Peter Brueghel el Viejo - Censo en Belén
Por eso hay que entender de política. Y si no nos convence nada de lo que tenemos, fabriquémonos otros referentes. Refugiarse en la apatía, por muy de moda que haya estado durante décadas, no deja de ser signo de una irresponsabilidad enorme. Cuando la gente arruga la nariz y reniega de la política  está renegando de sí misma. Porque una cosa es el tejemaneje, las escaladas, las medias verdades – lo que yo entiendo por politiqueo para poder distinguirlos claramente – y otra muy distinta la administración del patrimonio de todos, el establecimiento de una escala de valores, la fijación de objetivos comunes y normas de convivencia, la eliminación de obstáculos, el derribo de prejuicios absurdos.
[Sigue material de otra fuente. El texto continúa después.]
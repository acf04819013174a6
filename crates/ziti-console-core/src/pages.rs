//! List-page row logic: edge router actions and re-enrollment, JWT signer
//! delete guard, and API session labels.

use std::collections::BTreeSet;
use std::fmt;

use chrono::{DateTime, Utc};
use serde::{Deserialize, Serialize};
use serde_json::json;
use tracing::{info, instrument};

use crate::api::{ListQuery, ManagementApi};
use crate::error::ConsoleResult;
use crate::models::EntityRef;
use crate::notify::{Notification, Notifier};

/// Router build details reported by the controller.
#[derive(Debug, Clone, Default, PartialEq, Eq, Serialize, Deserialize)]
#[serde(rename_all = "camelCase", default)]
pub struct VersionInfo {
    /// Operating system, e.g. `linux`.
    pub os: String,
    /// OS version string.
    pub os_version: Option<String>,
    /// CPU architecture.
    pub arch: String,
    /// Router version.
    pub version: String,
    /// Source revision.
    pub revision: String,
}

/// An edge router as listed by the controller.
#[derive(Debug, Clone, Default, PartialEq, Serialize, Deserialize)]
#[serde(rename_all = "camelCase", default)]
pub struct EdgeRouter {
    /// Router id.
    pub id: String,
    /// Router name.
    pub name: String,
    /// Role attributes.
    pub role_attributes: Vec<String>,
    /// Connected to the controller.
    pub is_online: bool,
    /// Enrollment completed.
    pub is_verified: bool,
    /// Pending enrollment token.
    pub enrollment_token: Option<String>,
    /// Pending enrollment JWT.
    pub enrollment_jwt: Option<String>,
    /// Expiry of the pending enrollment.
    pub enrollment_expires_at: Option<DateTime<Utc>>,
    /// Build details, once the router has connected.
    pub version_info: Option<VersionInfo>,
}

/// Per-row action in the edge router list.
#[derive(Debug, Clone, Copy, PartialEq, Eq, Serialize, Deserialize)]
#[serde(rename_all = "kebab-case")]
pub enum RowAction {
    /// Open the edit form.
    Update,
    /// Issue a new enrollment.
    ReEnroll,
    /// Delete the router.
    Delete,
    /// Download the pending enrollment JWT.
    DownloadEnrollment,
}

impl RowAction {
    /// Action id.
    #[must_use]
    pub const fn as_str(self) -> &'static str {
        match self {
            Self::Update => "update",
            Self::ReEnroll => "re-enroll",
            Self::Delete => "delete",
            Self::DownloadEnrollment => "download-enrollment",
        }
    }
}

impl fmt::Display for RowAction {
    fn fmt(&self, f: &mut fmt::Formatter<'_>) -> fmt::Result {
        f.write_str(self.as_str())
    }
}

/// Actions offered for an edge router row.
#[must_use]
pub fn row_actions(router: &EdgeRouter) -> Vec<RowAction> {
    let mut actions = vec![RowAction::Update, RowAction::ReEnroll, RowAction::Delete];
    if router
        .enrollment_jwt
        .as_deref()
        .is_some_and(|jwt| !jwt.is_empty())
    {
        actions.push(RowAction::DownloadEnrollment);
    }
    actions
}

/// Text for the enrollment token column at `now`.
#[must_use]
pub fn enrollment_display(router: &EdgeRouter, now: DateTime<Utc>) -> String {
    match router.enrollment_token.as_deref() {
        Some(token) if !token.is_empty() => match router.enrollment_expires_at {
            Some(expires) if expires < now => "Enrollment Expired".to_string(),
            _ => token.to_string(),
        },
        _ => String::new(),
    }
}

/// Operating system family used for row icons.
#[derive(Debug, Clone, Copy, PartialEq, Eq, Serialize, Deserialize)]
#[serde(rename_all = "lowercase")]
pub enum OsFamily {
    /// macOS / darwin.
    Apple,
    /// Windows.
    Windows,
    /// Linux.
    Linux,
    /// Android.
    Android,
    /// Anything else or unknown.
    Other,
}

impl OsFamily {
    /// Icon class name.
    #[must_use]
    pub const fn as_str(self) -> &'static str {
        match self {
            Self::Apple => "apple",
            Self::Windows => "windows",
            Self::Linux => "linux",
            Self::Android => "android",
            Self::Other => "other",
        }
    }

    /// Classify from `os` and `osVersion`; later table entries win.
    #[must_use]
    pub fn classify(info: Option<&VersionInfo>) -> Self {
        const TABLE: [(&str, OsFamily); 4] = [
            ("darwin", OsFamily::Apple),
            ("linux", OsFamily::Linux),
            ("android", OsFamily::Android),
            ("windows", OsFamily::Windows),
        ];
        let Some(info) = info else {
            return Self::Other;
        };
        let os = info.os.to_lowercase();
        let os_version = info.os_version.as_deref().unwrap_or_default().to_lowercase();
        TABLE
            .iter()
            .filter(|(key, _)| os.contains(key) || os_version.contains(key))
            .map(|(_, family)| *family)
            .last()
            .unwrap_or(Self::Other)
    }
}

impl fmt::Display for OsFamily {
    fn fmt(&self, f: &mut fmt::Formatter<'_>) -> fmt::Result {
        f.write_str(self.as_str())
    }
}

/// Display fields of one edge router row.
#[derive(Debug, Clone, PartialEq, Serialize)]
#[serde(rename_all = "camelCase")]
pub struct EdgeRouterRow {
    /// The router.
    #[serde(flatten)]
    pub router: EdgeRouter,
    /// Offered actions.
    pub actions: Vec<RowAction>,
    /// OS family.
    pub os: OsFamily,
    /// Enrollment token column text.
    pub token: String,
}

impl EdgeRouterRow {
    /// Derive the display fields of a router at `now`.
    #[must_use]
    pub fn new(router: EdgeRouter, now: DateTime<Utc>) -> Self {
        Self {
            actions: row_actions(&router),
            os: OsFamily::classify(router.version_info.as_ref()),
            token: enrollment_display(&router, now),
            router,
        }
    }
}

/// List one page of edge routers with their row fields.
///
/// # Errors
/// Returns `ConsoleError::Api` if the listing fails.
#[instrument(skip(api, query))]
pub async fn list_edge_routers(
    api: &dyn ManagementApi,
    query: &ListQuery,
    now: DateTime<Utc>,
) -> ConsoleResult<(Vec<EdgeRouterRow>, u64)> {
    let page = api.list("edge-routers", query).await?;
    let routers: Vec<EdgeRouter> = page.items()?;
    let rows = routers
        .into_iter()
        .map(|router| EdgeRouterRow::new(router, now))
        .collect();
    Ok((rows, page.total_count))
}

/// Issue a new enrollment for an edge router.
///
/// A connected router stays disconnected until it enrolls with the new JWT.
///
/// # Errors
/// Returns `ConsoleError::Api` if the controller rejects the request.
#[instrument(skip(api, notifier))]
pub async fn re_enroll_edge_router(
    api: &dyn ManagementApi,
    notifier: &dyn Notifier,
    id: &str,
) -> ConsoleResult<()> {
    api.action("edge-routers", id, RowAction::ReEnroll.as_str(), &json!({}))
        .await?;
    info!(id, "edge router re-enroll sent");
    notifier.notify(Notification::success(
        "Success",
        "Re-enroll Confirmed",
        "Router re-enroll was sent. A new enrollment token is now available",
    ));
    Ok(())
}

/// External JWT signer.
pub type JwtSigner = EntityRef;

/// Primary authentication settings of an auth policy.
#[derive(Debug, Clone, Default, PartialEq, Eq, Serialize, Deserialize)]
#[serde(rename_all = "camelCase", default)]
pub struct PrimaryAuth {
    /// External JWT settings.
    pub ext_jwt: Option<ExtJwtAuth>,
}

/// External JWT primary authentication.
#[derive(Debug, Clone, Default, PartialEq, Eq, Serialize, Deserialize)]
#[serde(rename_all = "camelCase", default)]
pub struct ExtJwtAuth {
    /// Signer ids accepted.
    pub allowed_signers: Vec<String>,
}

/// Secondary authentication settings of an auth policy.
#[derive(Debug, Clone, Default, PartialEq, Eq, Serialize, Deserialize)]
#[serde(rename_all = "camelCase", default)]
pub struct SecondaryAuth {
    /// Signer id required as a second factor.
    pub require_ext_jwt_signer: Option<String>,
}

/// Auth policy, reduced to its JWT signer references.
#[derive(Debug, Clone, Default, PartialEq, Eq, Serialize, Deserialize)]
#[serde(rename_all = "camelCase", default)]
pub struct AuthPolicy {
    /// Policy id.
    pub id: String,
    /// Policy name.
    pub name: String,
    /// Primary authentication.
    pub primary: PrimaryAuth,
    /// Secondary authentication.
    pub secondary: SecondaryAuth,
}

impl AuthPolicy {
    /// Whether the policy references a signer.
    #[must_use]
    pub fn references_signer(&self, signer_id: &str) -> bool {
        let allowed = self
            .primary
            .ext_jwt
            .as_ref()
            .is_some_and(|jwt| jwt.allowed_signers.iter().any(|id| id == signer_id));
        allowed || self.secondary.require_ext_jwt_signer.as_deref() == Some(signer_id)
    }
}

/// Outcome of a JWT signer delete check.
#[derive(Debug, Clone, PartialEq, Eq, Serialize)]
#[serde(tag = "status", rename_all = "kebab-case")]
pub enum SignerDeleteCheck {
    /// No auth policy references the selection.
    Allowed {
        /// Bulk delete confirmation label.
        label: String,
    },
    /// Some signers are still referenced and cannot be deleted.
    Blocked {
        /// Dialog title.
        title: String,
        /// Dialog message.
        message: String,
        /// Dialog hint.
        submessage: String,
        /// Names of the referenced signers.
        names: Vec<String>,
    },
}

/// Decide whether the selected signers can be deleted.
#[must_use]
pub fn check_signer_delete(selected: &[JwtSigner], policies: &[AuthPolicy]) -> SignerDeleteCheck {
    let mut seen = BTreeSet::new();
    let in_use: Vec<&JwtSigner> = selected
        .iter()
        .filter(|signer| policies.iter().any(|policy| policy.references_signer(&signer.id)))
        .filter(|signer| seen.insert(signer.id.as_str()))
        .collect();

    if in_use.is_empty() {
        let label = if selected.len() > 1 {
            "external JWT signers"
        } else {
            "external JWT signer"
        };
        return SignerDeleteCheck::Allowed {
            label: label.to_string(),
        };
    }

    let plural = in_use.len() > 1;
    SignerDeleteCheck::Blocked {
        title: if plural { "JWT Signers In Use" } else { "JWT Signer In Use" }.to_string(),
        message: if plural {
            "The following external JWT signers are still in use by an auth policy and can not be deleted:"
        } else {
            "The following external JWT signer is still in use by an auth policy and can not be deleted:"
        }
        .to_string(),
        submessage: if plural {
            "To delete these external JWT signers, first remove them from any associated auth policies."
        } else {
            "To delete this external JWT signer, first remove it from any associated auth policies."
        }
        .to_string(),
        names: in_use.iter().map(|signer| signer.name.clone()).collect(),
    }
}

/// Fetch auth policies and check the selected signers against them.
///
/// # Errors
/// Returns `ConsoleError::Api` if a listing fails.
#[instrument(skip(api))]
pub async fn check_jwt_signer_delete(
    api: &dyn ManagementApi,
    signer_ids: &[String],
    page_size: u32,
) -> ConsoleResult<SignerDeleteCheck> {
    let query = ListQuery::with_limit(page_size);
    let signers: Vec<JwtSigner> = api.list("external-jwt-signers", &query).await?.items()?;
    let policies: Vec<AuthPolicy> = api.list("auth-policies", &query).await?.items()?;
    let selected: Vec<JwtSigner> = signers
        .into_iter()
        .filter(|signer| signer_ids.contains(&signer.id))
        .collect();
    Ok(check_signer_delete(&selected, &policies))
}

/// API session, as far as its delete label needs.
#[derive(Debug, Clone, Default, PartialEq, Eq, Serialize, Deserialize)]
#[serde(default)]
pub struct ApiSession {
    /// Session id.
    pub id: String,
    /// Service the session is bound to, when reported.
    pub service: Option<EntityRef>,
}

/// Bulk delete label `<service name>: <id>`, or the bare id without a service.
#[must_use]
pub fn api_session_label(session: &ApiSession) -> String {
    session.service.as_ref().map_or_else(
        || session.id.clone(),
        |service| format!("{}: {}", service.name, session.id),
    )
}
//! Role-tag codec.
//!
//! Policies store their role lists as strings: `#attr` selects every entity
//! carrying the role attribute `attr`, `@id` pins one entity by id. Forms work
//! with a [`RoleSelection`] of attribute names and entity display names
//! instead, and convert at load and save time.
//!
//! Decoding classifies strictly by the first character. Anything that does
//! not start with `@` is a role attribute with its first character removed,
//! whether or not that character was `#`; stored policies rely on this.

use std::collections::BTreeSet;
use std::fmt;

use serde::{Deserialize, Serialize};
use tracing::debug;

use crate::named::NamedAttributeMap;

const NAMED_SIGIL: char = '@';
const ATTRIBUTE_SIGIL: char = '#';

/// One decoded role entry.
#[derive(Debug, Clone, PartialEq, Eq, PartialOrd, Ord, Hash)]
pub enum EncodedRole {
    /// `#attr`.
    Attribute(String),
    /// `@id`.
    Named(String),
}

impl EncodedRole {
    /// Classify a stored role string.
    #[must_use]
    pub fn parse(raw: &str) -> Self {
        let mut chars = raw.chars();
        let first = chars.next();
        let rest = chars.as_str().to_string();
        if first == Some(NAMED_SIGIL) {
            Self::Named(rest)
        } else {
            Self::Attribute(rest)
        }
    }

    /// Wire form.
    #[must_use]
    pub fn encode(&self) -> String {
        self.to_string()
    }
}

impl fmt::Display for EncodedRole {
    fn fmt(&self, f: &mut fmt::Formatter<'_>) -> fmt::Result {
        match self {
            Self::Attribute(attr) => write!(f, "{ATTRIBUTE_SIGIL}{attr}"),
            Self::Named(id) => write!(f, "{NAMED_SIGIL}{id}"),
        }
    }
}

/// UI-side selection for one role category.
#[derive(Debug, Clone, Default, PartialEq, Eq, Serialize, Deserialize)]
#[serde(rename_all = "camelCase")]
pub struct RoleSelection {
    /// Selected role attributes, without `#`.
    pub role_attributes: BTreeSet<String>,
    /// Selected entities, by display name.
    pub named_refs: BTreeSet<String>,
}

impl RoleSelection {
    /// Build a selection from attribute and display-name lists.
    #[must_use]
    pub fn new<A, N>(role_attributes: A, named_refs: N) -> Self
    where
        A: IntoIterator,
        A::Item: Into<String>,
        N: IntoIterator,
        N::Item: Into<String>,
    {
        Self {
            role_attributes: role_attributes.into_iter().map(Into::into).collect(),
            named_refs: named_refs.into_iter().map(Into::into).collect(),
        }
    }

    /// Whether nothing is selected.
    #[must_use]
    pub fn is_empty(&self) -> bool {
        self.role_attributes.is_empty() && self.named_refs.is_empty()
    }

    /// Parse CLI-style tokens (`#attr` or `@name`) into a selection.
    ///
    /// Unlike stored roles, `@` here carries a display name, not an id.
    #[must_use]
    pub fn from_tokens<S: AsRef<str>>(tokens: &[S]) -> Self {
        let mut selection = Self::default();
        for token in tokens {
            match EncodedRole::parse(token.as_ref()) {
                EncodedRole::Attribute(attr) => selection.role_attributes.insert(attr),
                EncodedRole::Named(name) => selection.named_refs.insert(name),
            };
        }
        selection
    }
}

/// Decode stored roles into a selection, rebuilding both sets from scratch.
///
/// An `@id` that no longer resolves keeps its raw id as the display name.
#[must_use]
pub fn decode<S: AsRef<str>>(encoded: &[S], map: &NamedAttributeMap) -> RoleSelection {
    let inverse = map.invert();
    let mut selection = RoleSelection::default();
    for raw in encoded {
        match EncodedRole::parse(raw.as_ref()) {
            EncodedRole::Named(id) => {
                let name = inverse.name_of(&id).map_or_else(
                    || {
                        debug!(%id, "named role does not resolve to a known entity");
                        id.clone()
                    },
                    str::to_string,
                );
                selection.named_refs.insert(name);
            }
            EncodedRole::Attribute(attr) => {
                selection.role_attributes.insert(attr);
            }
        }
    }
    selection
}

/// Encode a selection: role attributes first, then named refs.
///
/// Named refs missing from `map` are dropped so a stale reference never
/// blocks a save.
#[must_use]
pub fn encode(selection: &RoleSelection, map: &NamedAttributeMap) -> Vec<String> {
    let attributes = selection
        .role_attributes
        .iter()
        .map(|attr| EncodedRole::Attribute(attr.clone()).encode());
    let named = selection.named_refs.iter().filter_map(|name| {
        let id = map.id_of(name);
        if id.is_none() {
            debug!(%name, "dropping stale named role");
        }
        id.map(|id| EncodedRole::Named(id.to_string()).encode())
    });
    attributes.chain(named).collect()
}
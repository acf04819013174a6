use parking_lot::Mutex;
use ziti_console_core::notify::{Level, Notification, Notifier};

/// Notifier that keeps every notification in order.
#[derive(Debug, Default)]
pub struct RecordingNotifier {
    notifications: Mutex<Vec<Notification>>,
}

impl RecordingNotifier {
    /// Create an empty recorder.
    #[must_use]
    pub fn new() -> Self {
        Self::default()
    }

    /// All notifications so far.
    #[must_use]
    pub fn notifications(&self) -> Vec<Notification> {
        self.notifications.lock().clone()
    }

    /// Most recent notification.
    #[must_use]
    pub fn last(&self) -> Option<Notification> {
        self.notifications.lock().last().cloned()
    }

    /// Subtitles of notifications at `level`.
    #[must_use]
    pub fn subtitles(&self, level: Level) -> Vec<String> {
        self.notifications
            .lock()
            .iter()
            .filter(|n| n.level == level)
            .map(|n| n.subtitle.clone())
            .collect()
    }

    /// Number of notifications.
    #[must_use]
    pub fn len(&self) -> usize {
        self.notifications.lock().len()
    }

    /// Whether nothing was recorded.
    #[must_use]
    pub fn is_empty(&self) -> bool {
        self.notifications.lock().is_empty()
    }
}

impl Notifier for RecordingNotifier {
    fn notify(&self, notification: Notification) {
        self.notifications.lock().push(notification);
    }
}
Esa es la verdadera política, una señora mucho más atractiva de lo que han querido hacernos creer. Por eso, deberíamos mantenernos informados, ir a votar, sí, aunque también esta acción haya acabado por desacreditarse, pero sabiendo qué es lo que hay. Enterarnos de qué es de verdad lo que se cuece por debajo de las apariencias, leyendo, conversando, de la forma que sea, aunque eso suponga un esfuerzo adicional, porque nos debemos a nosotros mismos y al resto de nuestros conciudadanos decidir con conocimiento de causa. Lo contrario es caer en la artera trampa tendida por aquellos que sí votan siempre y que saben perfectamente a quienes deben elegir en cada ocasión. Si despreciamos la única (y valiosísima) herramienta que la historia ha puesto en nuestras manos para influir en el curso de los acontecimientos lo habremos perdido todo. Y no será fácil volver a recuperarlo. Hace cuarenta años nos lamentábamos por no tenerlo, apreciémoslo en lo que vale, no nos escudemos, repito, en que lo que existe no nos convence. Si tenemos que modificar ideologías obsoletas, buscar nuevos representantes, construir un damero nuevo en el que extender nuestras fichas, hagámoslo. La pasividad nunca ha servido para nada. Las manifestaciones y huelgas están muy bien pero siempre como complemento. Por mucho que cueste admitirlo, está más que comprobado que nunca han resuelto nada por sí mismas.
Demos un paso más. Atrevámonos a ser demócratas.